The answer must be every line from the entries below that contains "PresentationAutomationPort".

[Stored data entries]
____

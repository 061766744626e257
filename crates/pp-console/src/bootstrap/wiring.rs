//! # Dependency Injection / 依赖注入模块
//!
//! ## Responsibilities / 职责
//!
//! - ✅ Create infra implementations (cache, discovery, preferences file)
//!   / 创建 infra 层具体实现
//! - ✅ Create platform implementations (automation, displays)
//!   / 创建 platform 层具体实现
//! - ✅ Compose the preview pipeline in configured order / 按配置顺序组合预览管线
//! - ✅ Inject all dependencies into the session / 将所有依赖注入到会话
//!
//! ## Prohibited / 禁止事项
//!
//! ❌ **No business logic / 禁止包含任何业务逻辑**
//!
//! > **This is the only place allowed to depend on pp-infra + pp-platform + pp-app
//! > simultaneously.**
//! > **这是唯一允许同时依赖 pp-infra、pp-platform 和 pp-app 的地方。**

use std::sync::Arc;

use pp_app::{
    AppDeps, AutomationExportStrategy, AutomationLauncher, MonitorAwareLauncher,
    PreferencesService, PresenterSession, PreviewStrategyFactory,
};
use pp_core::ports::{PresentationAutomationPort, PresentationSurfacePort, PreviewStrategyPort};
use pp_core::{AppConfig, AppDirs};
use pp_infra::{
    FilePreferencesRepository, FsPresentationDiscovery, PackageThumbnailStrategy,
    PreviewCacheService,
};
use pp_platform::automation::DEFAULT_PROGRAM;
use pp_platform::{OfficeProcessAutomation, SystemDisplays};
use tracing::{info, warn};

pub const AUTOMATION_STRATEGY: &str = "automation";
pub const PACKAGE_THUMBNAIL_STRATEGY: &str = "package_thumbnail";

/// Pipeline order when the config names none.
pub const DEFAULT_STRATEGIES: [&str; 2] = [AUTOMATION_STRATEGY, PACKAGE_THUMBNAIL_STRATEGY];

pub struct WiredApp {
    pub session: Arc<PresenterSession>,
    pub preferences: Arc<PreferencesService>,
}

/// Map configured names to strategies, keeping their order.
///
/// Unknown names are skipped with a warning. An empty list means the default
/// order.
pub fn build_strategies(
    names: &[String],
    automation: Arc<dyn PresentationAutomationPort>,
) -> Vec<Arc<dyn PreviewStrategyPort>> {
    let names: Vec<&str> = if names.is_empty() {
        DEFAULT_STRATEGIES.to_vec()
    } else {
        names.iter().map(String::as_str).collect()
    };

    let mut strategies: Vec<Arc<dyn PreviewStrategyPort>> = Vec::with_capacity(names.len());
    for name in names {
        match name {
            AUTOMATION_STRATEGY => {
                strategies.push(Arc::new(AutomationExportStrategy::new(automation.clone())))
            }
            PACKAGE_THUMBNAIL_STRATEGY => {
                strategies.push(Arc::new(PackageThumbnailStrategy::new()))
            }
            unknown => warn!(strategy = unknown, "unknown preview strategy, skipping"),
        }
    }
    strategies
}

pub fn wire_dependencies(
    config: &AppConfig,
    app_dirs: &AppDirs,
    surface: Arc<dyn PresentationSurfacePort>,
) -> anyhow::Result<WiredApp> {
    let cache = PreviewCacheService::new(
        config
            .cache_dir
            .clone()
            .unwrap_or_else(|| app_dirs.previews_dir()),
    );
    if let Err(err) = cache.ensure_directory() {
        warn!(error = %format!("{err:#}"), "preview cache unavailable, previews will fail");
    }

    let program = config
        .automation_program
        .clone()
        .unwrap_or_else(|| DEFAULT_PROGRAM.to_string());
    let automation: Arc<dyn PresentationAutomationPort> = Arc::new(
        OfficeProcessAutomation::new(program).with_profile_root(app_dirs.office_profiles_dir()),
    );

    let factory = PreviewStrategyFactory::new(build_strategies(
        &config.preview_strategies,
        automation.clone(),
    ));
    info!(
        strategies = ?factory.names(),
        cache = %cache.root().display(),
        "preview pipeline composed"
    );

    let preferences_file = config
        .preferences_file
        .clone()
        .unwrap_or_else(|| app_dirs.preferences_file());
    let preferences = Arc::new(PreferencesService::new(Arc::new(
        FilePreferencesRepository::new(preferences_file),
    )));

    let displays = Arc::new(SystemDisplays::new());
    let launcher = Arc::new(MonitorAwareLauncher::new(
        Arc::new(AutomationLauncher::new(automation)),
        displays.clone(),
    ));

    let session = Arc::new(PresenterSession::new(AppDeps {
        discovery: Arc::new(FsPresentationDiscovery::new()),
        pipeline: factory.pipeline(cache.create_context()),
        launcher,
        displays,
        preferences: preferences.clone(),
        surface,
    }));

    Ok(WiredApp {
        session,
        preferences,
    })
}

____

# RESULT OF THE EXERCISE:
use pp_core::ports::{PresentationAutomationPort, PresentationSurfacePort, PreviewStrategyPort};
    automation: Arc<dyn PresentationAutomationPort>,
    let automation: Arc<dyn PresentationAutomationPort> = Arc::new(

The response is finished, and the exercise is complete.